— On nous appelle à l’aide, tant pis ! Allons-y ! Notre bonhomme ne peut pas s’évader ! Nous l’interrogerons tout à l’heure !
Le policier Mix, peut-être, n’avait guère envie de retourner au combat. Il eût sans doute préféré rester auprès de Juve et interroger celui dont il avait fait la capture.
M. Mix était en somme un détective privé qui n’avait rien à voir avec les agents de la préfecture et prêtait très bénévolement son concours aux forces policières.

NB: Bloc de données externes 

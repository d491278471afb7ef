use anyhow::{anyhow, Result};
use arrow_array::{FixedSizeListArray, Int32Array, RecordBatch, RecordBatchIterator, StringArray};
use indicatif::{ProgressBar, ProgressStyle};
use lancedb::Connection;
use std::path::Path;
use std::sync::Arc;

use groundqa_core::traits::Embedder;
use groundqa_core::types::DocumentChunk;

use crate::schema::build_fragment_schema;
use crate::table::{open_db, table_exists};

/// Embeds chunks in batches and upserts them into the fragment table by id,
/// creating the table on first write.
pub struct LanceFragmentWriter {
	db: Connection,
	table_name: String,
	embedder: Arc<dyn Embedder>,
	batch_size: usize,
}

impl LanceFragmentWriter {
	pub async fn new(db_path: &Path, table_name: &str, embedder: Arc<dyn Embedder>, batch_size: usize) -> Result<Self> {
		std::fs::create_dir_all(db_path)?;
		let db = open_db(db_path).await?;
		Ok(Self { db, table_name: table_name.to_string(), embedder, batch_size: batch_size.max(1) })
	}

	pub async fn index_chunks(&self, chunks: &[DocumentChunk]) -> Result<usize> {
		if chunks.is_empty() {
			tracing::warn!("no chunks to index");
			return Ok(0);
		}
		tracing::info!(chunks = chunks.len(), table = %self.table_name, embedder = self.embedder.embedder_id(), "indexing");
		let pb = ProgressBar::new(chunks.len() as u64);
		pb.set_style(
			ProgressStyle::default_bar()
				.template("{spinner:.green} [{elapsed_precise}] [{bar:40.cyan/blue}] {pos}/{len} chunks ({percent}%) {msg}")?
				.progress_chars("#>-"),
		);
		let mut processed = 0usize;
		for batch in chunks.chunks(self.batch_size) {
			let texts: Vec<String> = batch.iter().map(|c| c.content.clone()).collect();
			let vectors = self.embedder.embed_batch(&texts).await?;
			if vectors.len() != batch.len() {
				return Err(anyhow!("embedder returned {} vectors for {} chunks", vectors.len(), batch.len()));
			}
			self.insert_batch(batch, vectors).await?;
			processed += batch.len();
			pb.set_position(processed as u64);
		}
		pb.finish_with_message("done");
		tracing::info!(processed, "indexing completed");
		Ok(processed)
	}

	async fn insert_batch(&self, chunks: &[DocumentChunk], vectors: Vec<Vec<f32>>) -> Result<()> {
		let record_batch = self.to_record_batch(chunks, vectors)?;
		let schema = record_batch.schema();
		let reader = Box::new(RecordBatchIterator::new(vec![Ok(record_batch)].into_iter(), schema));
		if table_exists(&self.db, &self.table_name).await? {
			// Chunk ids are content-addressed, so re-ingesting a file replaces its rows.
			let table = self.db.open_table(&self.table_name).execute().await?;
			let mut mi = table.merge_insert(&["id"]);
			mi.when_matched_update_all(None).when_not_matched_insert_all();
			mi.execute(reader).await?;
		} else {
			self.db.create_table(&self.table_name, reader).execute().await?;
		}
		Ok(())
	}

	fn to_record_batch(&self, chunks: &[DocumentChunk], vectors: Vec<Vec<f32>>) -> Result<RecordBatch> {
		let dim = self.embedder.dim();
		if let Some(v) = vectors.iter().find(|v| v.len() != dim) {
			return Err(anyhow!("dim mismatch: got {} expected {}", v.len(), dim));
		}
		let schema = build_fragment_schema(dim);
		let ids: Vec<String> = chunks.iter().map(|c| c.id.clone()).collect();
		let sources: Vec<Option<String>> = chunks.iter().map(|c| Some(c.source.clone())).collect();
		let pages: Vec<Option<i32>> = chunks.iter().map(|c| c.page.and_then(|p| i32::try_from(p).ok())).collect();
		let topics: Vec<Option<String>> = chunks.iter().map(|c| c.topic.clone()).collect();
		let contents: Vec<String> = chunks.iter().map(|c| c.content.clone()).collect();
		let chunk_indices: Vec<i32> = chunks.iter().map(|c| i32::try_from(c.chunk_index).unwrap_or(i32::MAX)).collect();
		let vectors = vectors.into_iter().map(|v| Some(v.into_iter().map(Some).collect::<Vec<_>>()));
		let record_batch = RecordBatch::try_new(schema, vec![
			Arc::new(StringArray::from(ids)),
			Arc::new(StringArray::from(sources)),
			Arc::new(Int32Array::from(pages)),
			Arc::new(StringArray::from(topics)),
			Arc::new(StringArray::from(contents)),
			Arc::new(Int32Array::from(chunk_indices)),
			Arc::new(FixedSizeListArray::from_iter_primitive::<arrow_array::types::Float32Type, _, _>(vectors, i32::try_from(dim)?)),
		])?;
		Ok(record_batch)
	}
}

M. Mix, toutefois, ne pouvait pas sembler se désintéresser d’une lutte à laquelle il avait déjà pris part ; Juve perçut que le détective répondait :
— Bon, bon ! Allons leur prêter main-forte ! Nous reviendrons ensuite…
Juve entendit des pas qui s’éloignaient et, de suite, tenta une étrange manœuvre.
— C’est cela, pensait-il, allez donc vous battre, mes enfants ! Vous reviendrez m’interroger quand vous aurez fini, si toutefois je suis encore là !…
Juve, qui ne tenait guère à révéler son identité, à se voir obligé d’expliquer son rôle extraordinaire dans les affaires actuelles, commençait à ce moment à faire tous ses efforts précisément pour n’être pas là quand on reviendrait le questionner.
Juve avait jadis appris d’un clown forain le secret de pratiquer le tour, toujours amusant, de l’homme enchaîné qui se libère en trois secondes.
Mieux que tous les pitres de barrière, Juve avait étudié à fond cet exercice. Il savait que tous les liens de corde sont susceptibles, par des tractions répétées et prolongées, de se distendre, de prendre du lâche.